Showing posts with label package. Show all posts
Showing posts with label package. Show all posts

Friday, March 30, 2012

Merge Join's poor performance

Hello All,

I'm experiencing performance problems with the merge join task.
Every time I'm building a nice package using this task, I'm ending up deleting it and using SQL statement in the OLE DB source to accomplish the join since it takes forever to run and crushing my computer at the process.
It makes me feel I don't use the abilities SSIS has to offer compared to DTS.
Of course for the use of several thousands of records it works fine, but in a production surrounding with hundred of thousands of rows, it seems to be futile.

Maybe someone had a little more luck with it?

Liran R wrote:

Hello All,

I'm experiencing performance problems with the merge join task.
Every time I'm building a nice package using this task, I'm ending up deleting it and using SQL statement in the OLE DB source to accomplish the join since it takes forever to run and crushing my computer at the process.
It makes me feel I don't use the abilities SSIS has to offer compared to DTS.
Of course for the use of several thousands of records it works fine, but in a production surrounding with hundred of thousands of rows, it seems to be futile.

Maybe someone had a little more luck with it?

If I were you I would use the OLE DB Source component to do the join - there is absolutely nothing wrong with doing that. If you have a super-performant relational databsae engine at your disposal - why not use it?

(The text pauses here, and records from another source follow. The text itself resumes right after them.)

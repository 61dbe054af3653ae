//! Directories used to address subsets of connections.
//!
//! All directories are built on [`SharedCollection`]:
//!
//! - every live connection, and every parked (closed but not removed) one, is
//!   held in a [`ConnectionSet`];
//! - [`Groups`] maps group ids to member sets;
//! - [`Users`] maps user ids to a single connection;
//! - [`PeerNodes`] maps remote addresses to a connection.
//!
//! Where a directory holds two maps, the outer index lock is always taken
//! before any member set lock.

mod groups;
mod nodes;
mod users;

use std::{collections::HashSet, sync::Arc};

pub use self::{groups::Groups, nodes::PeerNodes, users::Users};
use crate::{collection::SharedCollection, connection::Connection};

/// Lock-guarded set of connections.
pub type ConnectionSet<H> = SharedCollection<HashSet<Arc<Connection<H>>>>;
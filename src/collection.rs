//! Lock-guarded collection shared between connections.
//!
//! [`SharedCollection`] pairs a value with a reader/writer lock. Point
//! operations take the lock briefly; bulk operations such as broadcasts hold a
//! single read guard for the whole iteration, so they observe one consistent
//! snapshot while writers wait.
//!
//! Every directory in [`crate::directory`] is built from this primitive.

use std::sync::{Arc, PoisonError, RwLock, RwLockReadGuard, RwLockWriteGuard};

/// Cloneable handle to a value guarded by a reader/writer lock.
///
/// Clones share the same value and lock.
///
/// # Examples
///
/// ```
/// use std::collections::HashSet;
///
/// use wirelane::collection::SharedCollection;
///
/// let set = SharedCollection::new(HashSet::new());
/// set.write().insert(7_u32);
/// assert!(set.read().contains(&7));
/// assert_eq!(set.with_read(HashSet::len), 1);
/// ```
#[derive(Debug, Default)]
pub struct SharedCollection<T>(Arc<RwLock<T>>);

impl<T> Clone for SharedCollection<T> {
    fn clone(&self) -> Self { Self(Arc::clone(&self.0)) }
}

impl<T> SharedCollection<T> {
    /// Wrap `value` in a new collection.
    #[must_use]
    pub fn new(value: T) -> Self { Self(Arc::new(RwLock::new(value))) }

    /// Acquire the read lock.
    ///
    /// The guard is a consistent snapshot: writers wait until it is dropped.
    /// A poisoned lock is recovered because every mutation in this crate leaves
    /// the value consistent before it can panic.
    pub fn read(&self) -> RwLockReadGuard<'_, T> {
        self.0.read().unwrap_or_else(PoisonError::into_inner)
    }

    /// Acquire the write lock.
    pub fn write(&self) -> RwLockWriteGuard<'_, T> {
        self.0.write().unwrap_or_else(PoisonError::into_inner)
    }

    /// Run `f` with shared access to the value.
    pub fn with_read<R>(&self, f: impl FnOnce(&T) -> R) -> R { f(&self.read()) }

    /// Run `f` with exclusive access to the value.
    pub fn with_write<R>(&self, f: impl FnOnce(&mut T) -> R) -> R { f(&mut self.write()) }

    /// Returns `true` if both handles refer to the same collection.
    #[must_use]
    pub fn ptr_eq(&self, other: &Self) -> bool { Arc::ptr_eq(&self.0, &other.0) }
}

#[cfg(test)]
mod tests {
    use std::{collections::HashSet, sync::mpsc, thread, time::Duration};

    use super::*;

    #[test]
    fn clones_share_state() {
        let a = SharedCollection::new(HashSet::<u8>::new());
        let b = a.clone();
        b.write().insert(1);
        assert!(a.read().contains(&1));
        assert!(a.ptr_eq(&b));
    }

    #[test]
    fn writer_waits_for_read_snapshot() {
        let set = SharedCollection::new(vec![1_u8]);
        let snapshot = set.read();

        let (tx, rx) = mpsc::channel();
        let writer = {
            let set = set.clone();
            thread::spawn(move || {
                set.write().push(2);
                tx.send(()).expect("signal write");
            })
        };

        assert!(rx.recv_timeout(Duration::from_millis(50)).is_err());
        assert_eq!(snapshot.as_slice(), &[1]);
        drop(snapshot);

        rx.recv_timeout(Duration::from_secs(5))
            .expect("writer should finish once the snapshot is released");
        writer.join().expect("join writer");
        assert_eq!(set.read().as_slice(), &[1, 2]);
    }
}
//! Connection lifecycle flags.

use std::sync::atomic::{AtomicBool, Ordering};

/// Observable lifecycle state of a connection.
#[derive(Clone, Copy, Debug, PartialEq, Eq, Hash)]
pub enum ConnectionState {
    /// Reads and sends are accepted.
    Open,
    /// A close was requested and is queued on the close pool.
    WaitingClose,
    /// Transport released; directory bindings kept for a reconnect policy.
    Closed,
    /// Transport released and purged from every directory.
    Removed,
}

/// Atomic flags backing [`ConnectionState`].
///
/// `waiting_close` only ever goes from `false` to `true`, and only through
/// [`begin_close`](Self::begin_close), which makes the close request
/// idempotent for any number of concurrent callers.
#[derive(Debug, Default)]
pub(super) struct LifecycleFlags {
    waiting_close: AtomicBool,
    closed: AtomicBool,
    removed: AtomicBool,
}

impl LifecycleFlags {
    /// Claim the close transition. Returns `true` for exactly one caller.
    pub(super) fn begin_close(&self) -> bool {
        self.waiting_close
            .compare_exchange(false, true, Ordering::SeqCst, Ordering::SeqCst)
            .is_ok()
    }

    /// Record the terminal state reached by the close task.
    pub(super) fn finish(&self, removed: bool) {
        if removed {
            self.removed.store(true, Ordering::SeqCst);
        }
        self.closed.store(true, Ordering::SeqCst);
    }

    /// Mark a closed connection as purged from the directories.
    pub(super) fn mark_removed(&self) { self.removed.store(true, Ordering::SeqCst); }

    pub(super) fn is_waiting_close(&self) -> bool { self.waiting_close.load(Ordering::SeqCst) }

    pub(super) fn is_closed(&self) -> bool { self.closed.load(Ordering::SeqCst) }

    pub(super) fn is_removed(&self) -> bool { self.removed.load(Ordering::SeqCst) }

    pub(super) fn state(&self) -> ConnectionState {
        if self.is_removed() {
            ConnectionState::Removed
        } else if self.is_closed() {
            ConnectionState::Closed
        } else if self.is_waiting_close() {
            ConnectionState::WaitingClose
        } else {
            ConnectionState::Open
        }
    }
}
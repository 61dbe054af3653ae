//! Utilities for working with panic payloads.
//!
//! Lane tasks and lifecycle hooks run behind `catch_unwind`; these helpers turn
//! the captured payload into something worth logging.

use std::{any::Any, fmt};

/// Wrapper that formats a panic payload when logged or displayed.
///
/// The payload is downcast to `String` or `&'static str` if possible and falls
/// back to `Debug` formatting otherwise.
///
/// ```
/// use wirelane::panic::format_panic;
///
/// let payload: Box<dyn std::any::Any + Send> = Box::new("boom");
/// assert_eq!(format_panic(&*payload).to_string(), "boom");
/// let payload: Box<dyn std::any::Any + Send> = Box::new(5_u32);
/// assert!(format_panic(&*payload).to_string().contains("Any"));
/// ```
#[derive(Debug)]
#[must_use]
pub struct PanicMessage<'a>(&'a (dyn Any + Send));

impl fmt::Display for PanicMessage<'_> {
    fn fmt(&self, f: &mut fmt::Formatter<'_>) -> fmt::Result {
        if let Some(s) = self.0.downcast_ref::<String>() {
            f.write_str(s)
        } else if let Some(s) = self.0.downcast_ref::<&'static str>() {
            f.write_str(s)
        } else {
            write!(f, "{:?}", self.0)
        }
    }
}

/// Create a [`PanicMessage`] borrowing the given payload.
///
/// Pass the dereferenced payload (`&*payload`); a reference to the `Box`
/// itself would be formatted as an opaque `Any`.
pub fn format_panic(panic: &(dyn Any + Send)) -> PanicMessage<'_> { PanicMessage(panic) }
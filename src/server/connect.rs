//! Outbound connections.

use std::{net::SocketAddr, sync::Arc};

use log::warn;
use tokio::net::TcpStream;
use tracing::debug;

use super::ServerError;
use crate::{
    connection::{Connection, Origin},
    context::EngineContext,
    handler::Handler,
};

/// Connect to `addr` and attach the stream to `ctx` as [`Origin::Connected`].
///
/// A failed attempt is reported to [`crate::Listener::on_connect_failed`].
/// Closing the resulting connection parks it with its bindings intact, so a
/// reconnect policy can find it in [`EngineContext::closed_connections`].
///
/// # Errors
///
/// Returns [`ServerError::Connect`] when the connection cannot be
/// established.
pub async fn connect<H: Handler>(
    ctx: &Arc<EngineContext<H>>,
    addr: SocketAddr,
) -> Result<Arc<Connection<H>>, ServerError> {
    let stream = match TcpStream::connect(addr).await {
        Ok(stream) => stream,
        Err(source) => {
            warn!("connect failed: addr={addr}, error={source}");
            ctx.notify("on_connect_failed", |l| l.on_connect_failed(addr, &source));
            return Err(ServerError::Connect { addr, source });
        }
    };
    let local = stream
        .local_addr()
        .map_err(|source| ServerError::Connect { addr, source })?;
    if let Err(e) = stream.set_nodelay(true) {
        debug!(%addr, error = %e, "failed to disable Nagle");
    }
    Ok(ctx.attach(stream, addr, local, Origin::Connected))
}
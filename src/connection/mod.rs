//! Connections and their lifecycle.
//!
//! A [`Connection`] owns one transport endpoint. Inbound bytes flow from the
//! read task into the connection's decode lane; outbound packets flow through
//! its send lane. Both lanes drain onto the context's shared worker pools, so
//! a connection costs a task only while it has work queued.
//!
//! Closing is a one-way transition claimed with a single compare-exchange.
//! The winner schedules the close task on the close pool; every other caller
//! is a logged no-op.

mod close;
mod counter;
mod dispatch;
mod output;
mod read;
mod state;

use std::{
    fmt,
    hash::{Hash, Hasher},
    net::SocketAddr,
    sync::{
        Arc,
        Mutex,
        PoisonError,
        Weak,
        atomic::{AtomicU64, Ordering},
    },
};

use bytes::{Bytes, BytesMut};
use log::warn;
use tokio::io::AsyncWrite;
use tokio_util::sync::CancellationToken;

use self::{
    counter::ActiveConnection,
    dispatch::DecodeProcessor,
    output::SendProcessor,
    state::LifecycleFlags,
};
pub use self::{counter::active_connection_count, state::ConnectionState};
pub(crate) use self::read::spawn_reader;
use crate::{
    context::EngineContext,
    handler::Handler,
    lane::{Lane, LaneKind, LaneProcessor},
    packet::Outbound,
};

static NEXT_CONNECTION_ID: AtomicU64 = AtomicU64::new(1);

/// Identifier assigned to each connection, unique within the process.
#[derive(Clone, Copy, Debug, PartialEq, Eq, Hash, PartialOrd, Ord)]
pub struct ConnectionId(u64);

impl ConnectionId {
    /// Create a new identifier wrapping `id`.
    #[must_use]
    pub const fn new(id: u64) -> Self { Self(id) }

    /// Return the inner `u64` representation.
    #[must_use]
    pub const fn as_u64(self) -> u64 { self.0 }

    fn next() -> Self { Self(NEXT_CONNECTION_ID.fetch_add(1, Ordering::Relaxed)) }
}

impl fmt::Display for ConnectionId {
    fn fmt(&self, f: &mut fmt::Formatter<'_>) -> fmt::Result {
        write!(f, "ConnectionId({})", self.0)
    }
}

/// How a connection came to exist.
#[derive(Clone, Copy, Debug, PartialEq, Eq, Hash)]
pub enum Origin {
    /// Accepted by a listening server. Closing always removes it.
    Accepted,
    /// Initiated by this process. Closing parks it for a reconnect policy.
    Connected,
}

pub(crate) type BoxedWriter = Box<dyn AsyncWrite + Send + Unpin>;

/// One transport endpoint managed by an [`EngineContext`].
///
/// Connections are always handled through `Arc`. Equality and hashing use
/// the [`ConnectionId`] only.
pub struct Connection<H: Handler> {
    id: ConnectionId,
    remote: SocketAddr,
    local: SocketAddr,
    origin: Origin,
    session: H::Session,
    context: Weak<EngineContext<H>>,
    read_buf: Mutex<BytesMut>,
    writer: tokio::sync::Mutex<Option<BoxedWriter>>,
    closing: CancellationToken,
    flags: LifecycleFlags,
    active: Mutex<Option<ActiveConnection>>,
    decode_lane: Arc<Lane<Bytes>>,
    send_lane: Arc<Lane<Outbound<H::Packet>>>,
}

impl<H: Handler> Connection<H> {
    /// Build a connection whose lanes drain onto `ctx`'s pools.
    pub(crate) fn open(
        ctx: &Arc<EngineContext<H>>,
        writer: BoxedWriter,
        remote: SocketAddr,
        local: SocketAddr,
        origin: Origin,
        session: H::Session,
    ) -> Arc<Self> {
        let id = ConnectionId::next();
        let label: Arc<str> = format!("{id} {remote}").into();
        Arc::new_cyclic(|me: &Weak<Self>| {
            let decode: Arc<dyn LaneProcessor<Bytes>> = Arc::new(DecodeProcessor::new(me.clone()));
            let send: Arc<dyn LaneProcessor<Outbound<H::Packet>>> =
                Arc::new(SendProcessor::new(me.clone()));
            Self {
                id,
                remote,
                local,
                origin,
                session,
                context: Arc::downgrade(ctx),
                read_buf: Mutex::new(BytesMut::new()),
                writer: tokio::sync::Mutex::new(Some(writer)),
                closing: CancellationToken::new(),
                flags: LifecycleFlags::default(),
                active: Mutex::new(Some(ActiveConnection::new())),
                decode_lane: Lane::new(
                    Arc::clone(&label),
                    LaneKind::Decode,
                    ctx.decode_pool().clone(),
                    decode,
                ),
                send_lane: Lane::new(label, LaneKind::Send, ctx.send_pool().clone(), send),
            }
        })
    }

    /// Identifier of this connection.
    #[must_use]
    pub const fn id(&self) -> ConnectionId { self.id }

    /// Address of the peer.
    #[must_use]
    pub const fn remote_addr(&self) -> SocketAddr { self.remote }

    /// Local address of the transport.
    #[must_use]
    pub const fn local_addr(&self) -> SocketAddr { self.local }

    /// Whether the connection was accepted or initiated.
    #[must_use]
    pub const fn origin(&self) -> Origin { self.origin }

    /// Application session state.
    #[must_use]
    pub const fn session(&self) -> &H::Session { &self.session }

    /// Owning context, unless it has already been dropped.
    #[must_use]
    pub fn context(&self) -> Option<Arc<EngineContext<H>>> { self.context.upgrade() }

    /// Current lifecycle state.
    #[must_use]
    pub fn state(&self) -> ConnectionState { self.flags.state() }

    /// Returns `true` until a close or remove has been requested.
    #[must_use]
    pub fn is_open(&self) -> bool { !self.flags.is_waiting_close() }

    /// Returns `true` once a close or remove has been requested.
    #[must_use]
    pub fn is_waiting_close(&self) -> bool { self.flags.is_waiting_close() }

    /// Returns `true` once the close task has released the transport.
    #[must_use]
    pub fn is_closed(&self) -> bool { self.flags.is_closed() }

    /// Returns `true` once the connection has been purged from every directory.
    #[must_use]
    pub fn is_removed(&self) -> bool { self.flags.is_removed() }

    /// Queue `packet` for sending.
    ///
    /// Returns `false`, and logs, when the connection is no longer open.
    pub fn send(&self, packet: H::Packet) -> bool { self.send_outbound(Outbound::from(packet)) }

    /// Queue an already wrapped packet, possibly carrying shared encoded bytes.
    pub fn send_outbound(&self, outbound: Outbound<H::Packet>) -> bool {
        if !self.is_open() {
            warn!(
                "send refused: conn={}, remote={}, state={:?}",
                self.id,
                self.remote,
                self.state()
            );
            return false;
        }
        self.send_lane.submit(outbound)
    }

    /// Number of packets waiting in the send lane.
    #[must_use]
    pub fn pending_sends(&self) -> usize { self.send_lane.pending() }

    /// Add this connection to `group`. Returns `false` if it was already a member.
    ///
    /// Closing connections cannot join groups; the call returns `false`.
    pub fn bind_group(self: &Arc<Self>, group: &str) -> bool {
        if !self.is_open() {
            warn!("bind refused: conn={}, group={group}, state={:?}", self.id, self.state());
            return false;
        }
        self.with_context("bind_group", |ctx| ctx.groups().bind(group, self))
            .unwrap_or(false)
    }

    /// Remove this connection from `group`. Unknown groups are a no-op.
    pub fn unbind_group(self: &Arc<Self>, group: &str) -> bool {
        self.with_context("unbind_group", |ctx| ctx.groups().unbind(group, self))
            .unwrap_or(false)
    }

    /// Remove this connection from every group; returns how many it left.
    pub fn unbind_all_groups(self: &Arc<Self>) -> usize {
        self.with_context("unbind_all_groups", |ctx| ctx.groups().unbind_all(self))
            .unwrap_or(0)
    }

    /// Groups this connection currently belongs to.
    #[must_use]
    pub fn groups(&self) -> Vec<String> {
        self.with_context("groups", |ctx| ctx.groups().groups_of(self.id))
            .unwrap_or_default()
    }

    /// Bind `user` to this connection, replacing any previous holder of `user`.
    ///
    /// Returns `false`, binding nothing, once the connection is closing.
    pub fn bind_user(self: &Arc<Self>, user: &str) -> bool {
        if !self.is_open() {
            warn!("bind refused: conn={}, user={user}, state={:?}", self.id, self.state());
            return false;
        }
        self.with_context("bind_user", |ctx| ctx.users().bind(user, self))
            .unwrap_or(false)
    }

    /// Release this connection's user id. Returns `false` if it held none.
    pub fn unbind_user(self: &Arc<Self>) -> bool {
        self.with_context("unbind_user", |ctx| ctx.users().unbind(self))
            .unwrap_or(false)
    }

    /// User id currently bound to this connection.
    #[must_use]
    pub fn user(&self) -> Option<String> {
        self.with_context("user", |ctx| ctx.users().user_of(self.id))
            .flatten()
    }

    pub(crate) fn mark_removed(&self) { self.flags.mark_removed(); }

    fn with_context<R>(&self, op: &str, f: impl FnOnce(&EngineContext<H>) -> R) -> Option<R> {
        if let Some(ctx) = self.context() {
            Some(f(ctx.as_ref()))
        } else {
            warn!("context dropped: conn={}, op={op}", self.id);
            None
        }
    }

    fn read_buf(&self) -> std::sync::MutexGuard<'_, BytesMut> {
        self.read_buf.lock().unwrap_or_else(PoisonError::into_inner)
    }

    fn release_counter(&self) {
        drop(
            self.active
                .lock()
                .unwrap_or_else(PoisonError::into_inner)
                .take(),
        );
    }
}

impl<H: Handler> PartialEq for Connection<H> {
    fn eq(&self, other: &Self) -> bool { self.id == other.id }
}

impl<H: Handler> Eq for Connection<H> {}

impl<H: Handler> Hash for Connection<H> {
    fn hash<S: Hasher>(&self, state: &mut S) { self.id.hash(state); }
}

impl<H: Handler> fmt::Debug for Connection<H> {
    fn fmt(&self, f: &mut fmt::Formatter<'_>) -> fmt::Result {
        f.debug_struct("Connection")
            .field("id", &self.id)
            .field("remote", &self.remote)
            .field("local", &self.local)
            .field("origin", &self.origin)
            .field("state", &self.state())
            .finish_non_exhaustive()
    }
}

Donald Farmer talks around this a little in his OVAL webcast. If you only watch one SSIS webcast in your life then it should be this one.

Donald Farmer's Technet webcast
(http://blogs.conchango.com/jamiethomson/archive/2006/06/14/4076.aspx)

-Jamie

|||Thanks, I'll take a look. does the merge join takes place in the cache?|||

Can you elaborate as to what you mean by "the cache"?

-Jamie

|||

Sure. When I'm using a Lookup component to make the join, The lookup table is been cached by default. When I want to join to a large table (with several millions) I understood It's best practice to use the Merge Join Component, but as I see also this component caches the records in the machines memory, so I don't understand the benefit...

|||

There's a different sort of memory usage going on here.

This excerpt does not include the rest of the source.